--- Material provided ---
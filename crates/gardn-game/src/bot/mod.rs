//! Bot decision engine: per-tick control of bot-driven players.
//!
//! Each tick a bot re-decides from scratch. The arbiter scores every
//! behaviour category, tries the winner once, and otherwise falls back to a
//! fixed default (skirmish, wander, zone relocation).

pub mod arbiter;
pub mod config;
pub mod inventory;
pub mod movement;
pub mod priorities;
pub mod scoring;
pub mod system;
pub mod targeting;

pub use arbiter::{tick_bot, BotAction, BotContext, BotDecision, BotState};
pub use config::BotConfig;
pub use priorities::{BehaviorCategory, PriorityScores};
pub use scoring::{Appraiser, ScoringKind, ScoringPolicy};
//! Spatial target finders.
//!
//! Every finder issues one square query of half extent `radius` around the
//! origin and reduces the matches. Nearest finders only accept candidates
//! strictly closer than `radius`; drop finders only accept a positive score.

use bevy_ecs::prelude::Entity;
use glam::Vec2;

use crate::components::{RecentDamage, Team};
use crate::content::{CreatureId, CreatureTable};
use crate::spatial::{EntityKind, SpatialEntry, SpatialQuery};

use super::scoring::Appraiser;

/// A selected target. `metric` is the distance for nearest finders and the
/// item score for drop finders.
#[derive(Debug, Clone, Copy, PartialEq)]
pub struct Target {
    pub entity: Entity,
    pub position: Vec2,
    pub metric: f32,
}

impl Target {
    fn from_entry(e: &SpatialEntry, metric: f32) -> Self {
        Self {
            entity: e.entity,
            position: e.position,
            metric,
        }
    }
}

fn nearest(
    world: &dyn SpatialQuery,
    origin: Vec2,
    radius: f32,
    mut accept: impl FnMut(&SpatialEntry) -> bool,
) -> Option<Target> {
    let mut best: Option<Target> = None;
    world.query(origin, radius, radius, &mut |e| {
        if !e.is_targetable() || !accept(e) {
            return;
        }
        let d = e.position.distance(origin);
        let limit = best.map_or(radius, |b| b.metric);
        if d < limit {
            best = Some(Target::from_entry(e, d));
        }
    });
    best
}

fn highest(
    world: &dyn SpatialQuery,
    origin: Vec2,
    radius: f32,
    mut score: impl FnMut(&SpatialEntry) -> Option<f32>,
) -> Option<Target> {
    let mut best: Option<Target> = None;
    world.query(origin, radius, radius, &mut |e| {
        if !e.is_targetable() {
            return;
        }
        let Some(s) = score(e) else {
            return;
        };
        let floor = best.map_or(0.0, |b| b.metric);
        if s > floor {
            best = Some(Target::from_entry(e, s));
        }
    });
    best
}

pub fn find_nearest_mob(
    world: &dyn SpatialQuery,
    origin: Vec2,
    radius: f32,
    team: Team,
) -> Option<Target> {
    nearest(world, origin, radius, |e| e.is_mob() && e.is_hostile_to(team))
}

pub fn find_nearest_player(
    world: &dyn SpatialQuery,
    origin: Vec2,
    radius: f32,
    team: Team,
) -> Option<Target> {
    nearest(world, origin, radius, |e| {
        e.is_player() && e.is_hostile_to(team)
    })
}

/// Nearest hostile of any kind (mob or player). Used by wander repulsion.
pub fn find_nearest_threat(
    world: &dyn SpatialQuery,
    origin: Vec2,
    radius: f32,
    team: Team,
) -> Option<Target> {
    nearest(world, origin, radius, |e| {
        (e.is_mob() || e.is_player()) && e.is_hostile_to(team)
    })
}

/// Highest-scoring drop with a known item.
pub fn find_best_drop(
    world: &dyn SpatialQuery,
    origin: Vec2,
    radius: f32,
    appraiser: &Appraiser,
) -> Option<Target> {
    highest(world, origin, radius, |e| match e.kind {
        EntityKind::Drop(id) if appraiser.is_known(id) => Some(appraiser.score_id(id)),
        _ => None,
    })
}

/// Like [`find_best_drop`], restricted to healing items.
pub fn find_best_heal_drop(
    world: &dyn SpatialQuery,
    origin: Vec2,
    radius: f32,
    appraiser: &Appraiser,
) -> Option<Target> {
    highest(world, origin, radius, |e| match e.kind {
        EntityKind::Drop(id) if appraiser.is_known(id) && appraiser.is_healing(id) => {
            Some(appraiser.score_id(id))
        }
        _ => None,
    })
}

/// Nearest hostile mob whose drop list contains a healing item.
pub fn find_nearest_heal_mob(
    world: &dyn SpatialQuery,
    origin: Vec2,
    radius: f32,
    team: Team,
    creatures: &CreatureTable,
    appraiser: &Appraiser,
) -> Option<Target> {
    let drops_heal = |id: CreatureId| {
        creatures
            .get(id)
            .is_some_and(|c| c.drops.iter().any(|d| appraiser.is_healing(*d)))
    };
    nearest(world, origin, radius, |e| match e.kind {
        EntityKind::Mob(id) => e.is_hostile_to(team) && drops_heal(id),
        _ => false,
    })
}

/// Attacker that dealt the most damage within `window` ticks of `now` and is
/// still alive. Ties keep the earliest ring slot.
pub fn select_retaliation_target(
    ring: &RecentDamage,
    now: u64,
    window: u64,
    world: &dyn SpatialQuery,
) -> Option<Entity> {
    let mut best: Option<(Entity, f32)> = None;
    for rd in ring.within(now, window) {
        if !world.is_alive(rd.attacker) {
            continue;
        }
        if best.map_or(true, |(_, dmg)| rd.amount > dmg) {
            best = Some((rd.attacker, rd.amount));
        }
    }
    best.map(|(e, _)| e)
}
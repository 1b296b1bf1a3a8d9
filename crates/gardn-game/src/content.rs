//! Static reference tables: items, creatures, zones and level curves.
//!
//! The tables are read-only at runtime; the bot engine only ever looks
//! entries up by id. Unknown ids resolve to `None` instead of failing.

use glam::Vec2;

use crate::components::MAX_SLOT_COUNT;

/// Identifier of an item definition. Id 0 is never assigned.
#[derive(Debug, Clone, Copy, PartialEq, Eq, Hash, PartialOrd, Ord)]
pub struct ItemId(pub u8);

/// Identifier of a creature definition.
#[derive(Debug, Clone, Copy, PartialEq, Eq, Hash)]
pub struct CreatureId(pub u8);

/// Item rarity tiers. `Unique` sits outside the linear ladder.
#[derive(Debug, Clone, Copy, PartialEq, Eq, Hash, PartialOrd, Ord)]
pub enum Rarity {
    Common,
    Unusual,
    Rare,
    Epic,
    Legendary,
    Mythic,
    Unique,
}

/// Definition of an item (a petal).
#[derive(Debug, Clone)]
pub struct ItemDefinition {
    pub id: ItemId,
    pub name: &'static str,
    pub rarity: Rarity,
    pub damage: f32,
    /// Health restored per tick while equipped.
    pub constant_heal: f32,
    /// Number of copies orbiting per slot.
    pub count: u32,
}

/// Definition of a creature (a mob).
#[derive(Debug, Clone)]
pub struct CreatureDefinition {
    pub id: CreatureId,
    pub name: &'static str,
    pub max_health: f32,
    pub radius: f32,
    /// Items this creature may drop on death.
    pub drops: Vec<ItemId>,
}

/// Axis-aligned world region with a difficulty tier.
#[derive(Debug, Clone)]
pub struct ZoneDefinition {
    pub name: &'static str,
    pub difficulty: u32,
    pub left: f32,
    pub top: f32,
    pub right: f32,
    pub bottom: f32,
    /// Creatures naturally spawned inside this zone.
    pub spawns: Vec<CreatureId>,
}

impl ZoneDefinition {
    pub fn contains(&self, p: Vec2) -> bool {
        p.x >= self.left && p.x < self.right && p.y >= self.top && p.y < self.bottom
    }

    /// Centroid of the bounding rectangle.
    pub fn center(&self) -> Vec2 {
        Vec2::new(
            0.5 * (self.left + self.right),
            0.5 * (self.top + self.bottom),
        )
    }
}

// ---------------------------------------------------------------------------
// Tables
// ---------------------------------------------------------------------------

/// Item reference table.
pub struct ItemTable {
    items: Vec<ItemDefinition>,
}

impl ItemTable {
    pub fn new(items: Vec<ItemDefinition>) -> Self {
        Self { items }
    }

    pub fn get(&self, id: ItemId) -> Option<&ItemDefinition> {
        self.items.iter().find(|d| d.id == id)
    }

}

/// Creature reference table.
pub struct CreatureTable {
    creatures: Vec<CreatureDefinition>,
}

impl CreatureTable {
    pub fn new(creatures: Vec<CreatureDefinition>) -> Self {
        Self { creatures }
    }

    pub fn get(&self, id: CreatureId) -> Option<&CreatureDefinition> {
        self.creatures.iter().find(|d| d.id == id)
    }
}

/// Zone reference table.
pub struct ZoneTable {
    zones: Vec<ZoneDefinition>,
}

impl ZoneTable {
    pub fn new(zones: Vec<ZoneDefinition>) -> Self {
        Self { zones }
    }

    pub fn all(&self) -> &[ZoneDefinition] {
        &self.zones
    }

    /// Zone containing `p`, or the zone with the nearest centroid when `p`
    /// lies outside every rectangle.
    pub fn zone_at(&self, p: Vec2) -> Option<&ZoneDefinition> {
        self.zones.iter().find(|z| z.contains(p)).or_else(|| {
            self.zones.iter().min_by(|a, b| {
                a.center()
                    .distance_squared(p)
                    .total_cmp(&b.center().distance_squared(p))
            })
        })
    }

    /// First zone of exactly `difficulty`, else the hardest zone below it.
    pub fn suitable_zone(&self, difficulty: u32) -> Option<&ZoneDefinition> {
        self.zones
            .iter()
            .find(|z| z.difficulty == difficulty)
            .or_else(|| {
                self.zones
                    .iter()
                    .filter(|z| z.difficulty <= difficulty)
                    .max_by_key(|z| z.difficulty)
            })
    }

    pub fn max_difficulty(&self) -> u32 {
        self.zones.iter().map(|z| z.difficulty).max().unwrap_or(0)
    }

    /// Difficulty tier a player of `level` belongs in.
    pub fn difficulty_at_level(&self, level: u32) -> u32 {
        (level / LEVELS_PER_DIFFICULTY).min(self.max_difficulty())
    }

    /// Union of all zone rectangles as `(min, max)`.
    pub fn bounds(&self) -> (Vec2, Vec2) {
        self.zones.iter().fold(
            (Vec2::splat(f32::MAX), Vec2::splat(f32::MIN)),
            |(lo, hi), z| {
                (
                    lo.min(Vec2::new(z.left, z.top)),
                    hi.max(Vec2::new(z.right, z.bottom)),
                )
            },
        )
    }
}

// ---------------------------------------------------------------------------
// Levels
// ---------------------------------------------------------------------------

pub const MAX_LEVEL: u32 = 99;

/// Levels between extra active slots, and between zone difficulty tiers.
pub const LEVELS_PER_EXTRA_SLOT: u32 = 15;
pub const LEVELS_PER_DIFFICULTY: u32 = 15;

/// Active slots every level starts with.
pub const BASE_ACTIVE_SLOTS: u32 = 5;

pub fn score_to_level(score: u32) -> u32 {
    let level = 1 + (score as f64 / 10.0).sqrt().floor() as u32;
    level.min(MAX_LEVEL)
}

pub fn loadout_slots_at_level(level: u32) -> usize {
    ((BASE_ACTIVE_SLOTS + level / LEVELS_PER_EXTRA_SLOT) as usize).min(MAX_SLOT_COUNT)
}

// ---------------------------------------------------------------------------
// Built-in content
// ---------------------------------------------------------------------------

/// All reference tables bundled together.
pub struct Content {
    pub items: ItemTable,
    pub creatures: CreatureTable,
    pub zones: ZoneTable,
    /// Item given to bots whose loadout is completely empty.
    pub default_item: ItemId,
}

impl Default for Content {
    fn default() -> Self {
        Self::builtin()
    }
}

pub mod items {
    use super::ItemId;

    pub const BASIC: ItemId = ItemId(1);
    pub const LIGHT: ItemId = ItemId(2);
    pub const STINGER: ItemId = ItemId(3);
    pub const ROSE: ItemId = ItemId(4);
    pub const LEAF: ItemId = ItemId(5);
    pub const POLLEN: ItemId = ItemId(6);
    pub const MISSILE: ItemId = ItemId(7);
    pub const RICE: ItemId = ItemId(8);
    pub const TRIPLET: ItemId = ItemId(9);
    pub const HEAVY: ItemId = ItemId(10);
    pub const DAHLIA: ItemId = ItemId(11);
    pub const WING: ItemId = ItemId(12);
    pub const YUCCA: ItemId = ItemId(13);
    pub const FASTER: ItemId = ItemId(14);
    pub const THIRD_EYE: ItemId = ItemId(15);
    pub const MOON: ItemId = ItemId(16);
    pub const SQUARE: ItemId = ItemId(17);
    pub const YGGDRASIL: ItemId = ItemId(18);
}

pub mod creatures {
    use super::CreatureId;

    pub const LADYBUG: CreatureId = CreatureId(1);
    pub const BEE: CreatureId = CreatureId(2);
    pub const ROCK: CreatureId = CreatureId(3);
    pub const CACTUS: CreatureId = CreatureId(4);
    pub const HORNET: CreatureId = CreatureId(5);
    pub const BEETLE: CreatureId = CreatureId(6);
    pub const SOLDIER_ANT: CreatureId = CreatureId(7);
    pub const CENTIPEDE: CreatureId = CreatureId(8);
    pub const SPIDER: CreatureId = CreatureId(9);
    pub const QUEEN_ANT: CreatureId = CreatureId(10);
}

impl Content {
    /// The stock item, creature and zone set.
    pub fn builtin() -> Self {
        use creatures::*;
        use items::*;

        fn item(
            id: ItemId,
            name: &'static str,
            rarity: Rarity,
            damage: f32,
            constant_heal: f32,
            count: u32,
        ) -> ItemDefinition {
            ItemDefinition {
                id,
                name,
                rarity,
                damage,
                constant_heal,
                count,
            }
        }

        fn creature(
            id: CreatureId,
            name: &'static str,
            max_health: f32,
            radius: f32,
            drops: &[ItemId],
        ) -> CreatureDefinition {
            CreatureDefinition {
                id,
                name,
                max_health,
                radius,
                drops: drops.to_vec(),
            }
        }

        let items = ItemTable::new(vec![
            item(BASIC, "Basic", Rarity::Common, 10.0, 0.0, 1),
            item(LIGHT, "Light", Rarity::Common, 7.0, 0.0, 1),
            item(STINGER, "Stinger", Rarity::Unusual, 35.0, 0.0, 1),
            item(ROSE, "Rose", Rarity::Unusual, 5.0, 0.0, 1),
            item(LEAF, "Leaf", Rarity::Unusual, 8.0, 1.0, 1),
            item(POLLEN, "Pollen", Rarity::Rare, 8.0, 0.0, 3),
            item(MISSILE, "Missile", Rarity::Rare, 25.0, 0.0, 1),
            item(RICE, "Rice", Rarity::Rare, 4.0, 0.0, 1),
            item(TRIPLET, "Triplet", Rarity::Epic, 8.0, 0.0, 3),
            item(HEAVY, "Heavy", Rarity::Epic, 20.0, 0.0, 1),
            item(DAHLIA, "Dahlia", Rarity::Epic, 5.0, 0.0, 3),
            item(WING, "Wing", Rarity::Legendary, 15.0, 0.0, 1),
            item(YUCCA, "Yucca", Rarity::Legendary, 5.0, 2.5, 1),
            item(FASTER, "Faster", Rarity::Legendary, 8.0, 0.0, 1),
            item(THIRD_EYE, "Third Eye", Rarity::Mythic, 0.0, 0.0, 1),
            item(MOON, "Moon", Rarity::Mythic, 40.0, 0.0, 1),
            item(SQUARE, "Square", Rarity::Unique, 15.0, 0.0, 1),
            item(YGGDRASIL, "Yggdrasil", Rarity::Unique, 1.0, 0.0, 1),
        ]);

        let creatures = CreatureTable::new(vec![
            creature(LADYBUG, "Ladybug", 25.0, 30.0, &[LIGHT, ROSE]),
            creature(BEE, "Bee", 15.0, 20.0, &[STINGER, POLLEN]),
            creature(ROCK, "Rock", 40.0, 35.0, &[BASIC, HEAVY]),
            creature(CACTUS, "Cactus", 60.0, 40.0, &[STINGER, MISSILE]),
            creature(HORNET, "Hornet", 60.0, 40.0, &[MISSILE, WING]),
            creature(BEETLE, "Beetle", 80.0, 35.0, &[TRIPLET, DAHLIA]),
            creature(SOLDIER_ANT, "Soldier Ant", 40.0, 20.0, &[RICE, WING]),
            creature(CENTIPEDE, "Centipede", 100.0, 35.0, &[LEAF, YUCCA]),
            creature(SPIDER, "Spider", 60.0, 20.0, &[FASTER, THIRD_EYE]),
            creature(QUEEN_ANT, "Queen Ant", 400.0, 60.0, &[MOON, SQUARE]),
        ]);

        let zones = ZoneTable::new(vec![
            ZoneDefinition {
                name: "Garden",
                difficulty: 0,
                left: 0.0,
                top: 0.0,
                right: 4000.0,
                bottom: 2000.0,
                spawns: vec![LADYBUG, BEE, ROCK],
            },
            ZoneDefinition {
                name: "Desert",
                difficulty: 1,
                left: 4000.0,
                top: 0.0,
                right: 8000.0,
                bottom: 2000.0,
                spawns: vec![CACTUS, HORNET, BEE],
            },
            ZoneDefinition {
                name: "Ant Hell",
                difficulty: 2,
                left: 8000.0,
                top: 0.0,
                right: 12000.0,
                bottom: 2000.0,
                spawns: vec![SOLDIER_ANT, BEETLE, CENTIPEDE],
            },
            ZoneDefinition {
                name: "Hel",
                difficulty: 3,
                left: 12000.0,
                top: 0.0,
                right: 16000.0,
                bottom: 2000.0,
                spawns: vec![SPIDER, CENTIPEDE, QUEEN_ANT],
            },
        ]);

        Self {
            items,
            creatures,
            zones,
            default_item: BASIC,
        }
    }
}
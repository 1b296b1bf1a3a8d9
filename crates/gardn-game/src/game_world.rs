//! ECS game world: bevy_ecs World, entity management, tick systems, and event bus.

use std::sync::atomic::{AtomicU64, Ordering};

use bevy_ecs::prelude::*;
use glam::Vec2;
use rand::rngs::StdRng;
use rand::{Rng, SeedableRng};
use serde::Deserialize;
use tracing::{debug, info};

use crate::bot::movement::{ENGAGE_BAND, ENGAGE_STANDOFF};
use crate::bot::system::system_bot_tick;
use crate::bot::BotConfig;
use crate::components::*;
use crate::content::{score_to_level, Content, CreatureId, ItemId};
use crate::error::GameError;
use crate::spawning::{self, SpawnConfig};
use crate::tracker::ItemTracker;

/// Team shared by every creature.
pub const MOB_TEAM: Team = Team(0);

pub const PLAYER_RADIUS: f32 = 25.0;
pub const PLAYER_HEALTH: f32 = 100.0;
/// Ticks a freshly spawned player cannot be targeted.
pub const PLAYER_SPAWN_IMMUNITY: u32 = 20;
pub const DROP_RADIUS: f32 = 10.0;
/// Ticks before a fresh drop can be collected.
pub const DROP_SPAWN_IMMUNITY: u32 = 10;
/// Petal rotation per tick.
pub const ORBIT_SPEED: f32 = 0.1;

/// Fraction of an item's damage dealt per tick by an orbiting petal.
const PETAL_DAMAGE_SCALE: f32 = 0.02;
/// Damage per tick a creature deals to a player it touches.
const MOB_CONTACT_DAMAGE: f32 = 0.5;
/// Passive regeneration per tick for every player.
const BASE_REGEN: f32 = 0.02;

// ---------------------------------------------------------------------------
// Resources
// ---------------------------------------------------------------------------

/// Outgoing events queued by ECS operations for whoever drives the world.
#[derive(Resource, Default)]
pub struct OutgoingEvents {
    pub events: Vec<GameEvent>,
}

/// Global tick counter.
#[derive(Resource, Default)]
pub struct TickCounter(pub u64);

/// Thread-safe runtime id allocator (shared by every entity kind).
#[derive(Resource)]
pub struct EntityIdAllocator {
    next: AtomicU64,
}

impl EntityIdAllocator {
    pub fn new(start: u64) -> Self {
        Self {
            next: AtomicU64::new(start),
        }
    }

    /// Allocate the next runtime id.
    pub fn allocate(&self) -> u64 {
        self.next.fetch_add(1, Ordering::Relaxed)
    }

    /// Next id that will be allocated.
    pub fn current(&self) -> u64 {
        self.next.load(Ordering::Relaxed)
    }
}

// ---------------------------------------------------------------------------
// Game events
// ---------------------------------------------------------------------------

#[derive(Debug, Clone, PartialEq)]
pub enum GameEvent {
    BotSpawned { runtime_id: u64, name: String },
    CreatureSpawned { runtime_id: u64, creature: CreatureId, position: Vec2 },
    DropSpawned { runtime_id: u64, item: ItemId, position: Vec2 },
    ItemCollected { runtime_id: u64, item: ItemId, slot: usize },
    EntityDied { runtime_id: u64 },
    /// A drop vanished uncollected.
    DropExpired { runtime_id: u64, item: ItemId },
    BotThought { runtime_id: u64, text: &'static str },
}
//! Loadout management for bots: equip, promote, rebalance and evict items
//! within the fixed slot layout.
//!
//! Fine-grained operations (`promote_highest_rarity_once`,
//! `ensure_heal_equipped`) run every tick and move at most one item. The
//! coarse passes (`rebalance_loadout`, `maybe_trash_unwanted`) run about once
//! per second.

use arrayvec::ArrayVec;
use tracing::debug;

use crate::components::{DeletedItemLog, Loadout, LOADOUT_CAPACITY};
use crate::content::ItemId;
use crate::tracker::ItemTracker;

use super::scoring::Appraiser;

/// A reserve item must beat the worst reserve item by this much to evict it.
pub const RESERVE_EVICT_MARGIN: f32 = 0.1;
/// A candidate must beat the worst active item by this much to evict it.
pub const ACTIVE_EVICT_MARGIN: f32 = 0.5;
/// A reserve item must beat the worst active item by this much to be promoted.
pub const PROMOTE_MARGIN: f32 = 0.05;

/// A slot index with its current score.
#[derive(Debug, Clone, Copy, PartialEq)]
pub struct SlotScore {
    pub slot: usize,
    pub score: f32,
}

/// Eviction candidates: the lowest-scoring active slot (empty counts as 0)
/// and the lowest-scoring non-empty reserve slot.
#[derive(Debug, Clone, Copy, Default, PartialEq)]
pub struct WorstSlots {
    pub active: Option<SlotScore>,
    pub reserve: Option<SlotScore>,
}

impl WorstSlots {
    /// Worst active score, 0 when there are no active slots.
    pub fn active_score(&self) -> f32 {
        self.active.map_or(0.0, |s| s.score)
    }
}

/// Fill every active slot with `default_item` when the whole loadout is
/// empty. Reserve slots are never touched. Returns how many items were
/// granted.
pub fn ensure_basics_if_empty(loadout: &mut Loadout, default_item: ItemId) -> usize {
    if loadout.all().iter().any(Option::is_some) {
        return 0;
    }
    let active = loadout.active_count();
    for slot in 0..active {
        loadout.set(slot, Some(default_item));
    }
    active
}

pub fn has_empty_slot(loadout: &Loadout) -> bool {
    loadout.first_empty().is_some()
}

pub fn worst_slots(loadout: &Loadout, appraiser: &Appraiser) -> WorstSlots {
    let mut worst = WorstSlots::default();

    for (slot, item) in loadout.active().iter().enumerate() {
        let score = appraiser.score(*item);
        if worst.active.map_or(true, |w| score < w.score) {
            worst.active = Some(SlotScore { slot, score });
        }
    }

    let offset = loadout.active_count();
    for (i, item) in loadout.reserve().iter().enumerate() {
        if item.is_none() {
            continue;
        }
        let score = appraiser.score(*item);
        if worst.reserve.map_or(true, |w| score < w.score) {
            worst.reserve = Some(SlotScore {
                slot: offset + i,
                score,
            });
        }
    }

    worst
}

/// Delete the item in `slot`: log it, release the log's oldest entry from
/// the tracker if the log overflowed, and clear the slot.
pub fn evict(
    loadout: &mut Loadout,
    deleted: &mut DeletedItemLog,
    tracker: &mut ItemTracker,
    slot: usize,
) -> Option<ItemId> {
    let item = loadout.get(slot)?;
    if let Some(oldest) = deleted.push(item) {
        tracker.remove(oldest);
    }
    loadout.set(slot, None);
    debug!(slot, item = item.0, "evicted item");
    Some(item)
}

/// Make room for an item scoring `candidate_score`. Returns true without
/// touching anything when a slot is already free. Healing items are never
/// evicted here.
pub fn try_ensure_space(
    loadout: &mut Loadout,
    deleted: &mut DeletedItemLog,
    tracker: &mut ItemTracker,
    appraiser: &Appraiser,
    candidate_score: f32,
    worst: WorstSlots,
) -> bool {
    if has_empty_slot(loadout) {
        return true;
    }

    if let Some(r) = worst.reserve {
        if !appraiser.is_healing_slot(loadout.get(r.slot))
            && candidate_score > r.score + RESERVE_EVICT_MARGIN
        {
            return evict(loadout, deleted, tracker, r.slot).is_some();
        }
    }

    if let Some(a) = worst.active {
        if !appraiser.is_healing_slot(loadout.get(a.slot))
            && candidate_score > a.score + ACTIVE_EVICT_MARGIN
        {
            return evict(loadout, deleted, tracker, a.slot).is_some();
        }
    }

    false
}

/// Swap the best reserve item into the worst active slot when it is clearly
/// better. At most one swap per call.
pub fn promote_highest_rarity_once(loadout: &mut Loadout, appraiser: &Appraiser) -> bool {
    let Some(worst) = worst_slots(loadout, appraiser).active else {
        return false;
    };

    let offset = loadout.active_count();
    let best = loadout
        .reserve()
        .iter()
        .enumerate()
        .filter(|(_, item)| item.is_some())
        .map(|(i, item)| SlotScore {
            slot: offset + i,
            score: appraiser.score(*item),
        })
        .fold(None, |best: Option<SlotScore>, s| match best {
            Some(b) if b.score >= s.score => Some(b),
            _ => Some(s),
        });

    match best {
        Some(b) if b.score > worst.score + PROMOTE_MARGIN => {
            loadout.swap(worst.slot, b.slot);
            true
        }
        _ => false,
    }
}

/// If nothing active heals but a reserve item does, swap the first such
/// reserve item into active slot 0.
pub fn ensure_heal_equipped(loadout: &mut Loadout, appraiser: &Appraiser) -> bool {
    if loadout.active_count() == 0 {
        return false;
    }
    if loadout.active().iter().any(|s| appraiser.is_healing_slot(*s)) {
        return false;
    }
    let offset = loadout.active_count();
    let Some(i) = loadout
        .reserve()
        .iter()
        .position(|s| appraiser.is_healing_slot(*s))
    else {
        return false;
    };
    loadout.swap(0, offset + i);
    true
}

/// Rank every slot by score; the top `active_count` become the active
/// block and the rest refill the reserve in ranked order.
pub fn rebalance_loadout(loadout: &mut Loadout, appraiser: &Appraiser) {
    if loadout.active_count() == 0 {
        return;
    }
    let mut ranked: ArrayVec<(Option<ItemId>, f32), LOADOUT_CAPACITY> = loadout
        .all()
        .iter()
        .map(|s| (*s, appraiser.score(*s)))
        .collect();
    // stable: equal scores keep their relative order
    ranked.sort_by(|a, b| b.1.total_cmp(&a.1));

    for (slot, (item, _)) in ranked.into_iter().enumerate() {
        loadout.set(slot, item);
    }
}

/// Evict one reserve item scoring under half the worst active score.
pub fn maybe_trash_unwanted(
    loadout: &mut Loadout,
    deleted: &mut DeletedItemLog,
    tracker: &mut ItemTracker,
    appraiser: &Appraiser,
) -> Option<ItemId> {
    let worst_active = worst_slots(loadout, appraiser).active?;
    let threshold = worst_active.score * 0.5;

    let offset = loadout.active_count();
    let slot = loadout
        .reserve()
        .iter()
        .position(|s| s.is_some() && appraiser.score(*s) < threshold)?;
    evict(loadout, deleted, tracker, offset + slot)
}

--- What needs to be done ---
Go back to the start of the listing above. Reproduce each line exactly, ending with the line that contains "pub mod config;".

--- Result of this task ---
filename crates/gardn-game/src/bot/mod.rs
//! Bot decision engine: per-tick control of bot-driven players.
//!
//! Each tick a bot re-decides from scratch. The arbiter scores every
//! behaviour category, tries the winner once, and otherwise falls back to a
//! fixed default (skirmish, wander, zone relocation).

pub mod arbiter;
pub mod config;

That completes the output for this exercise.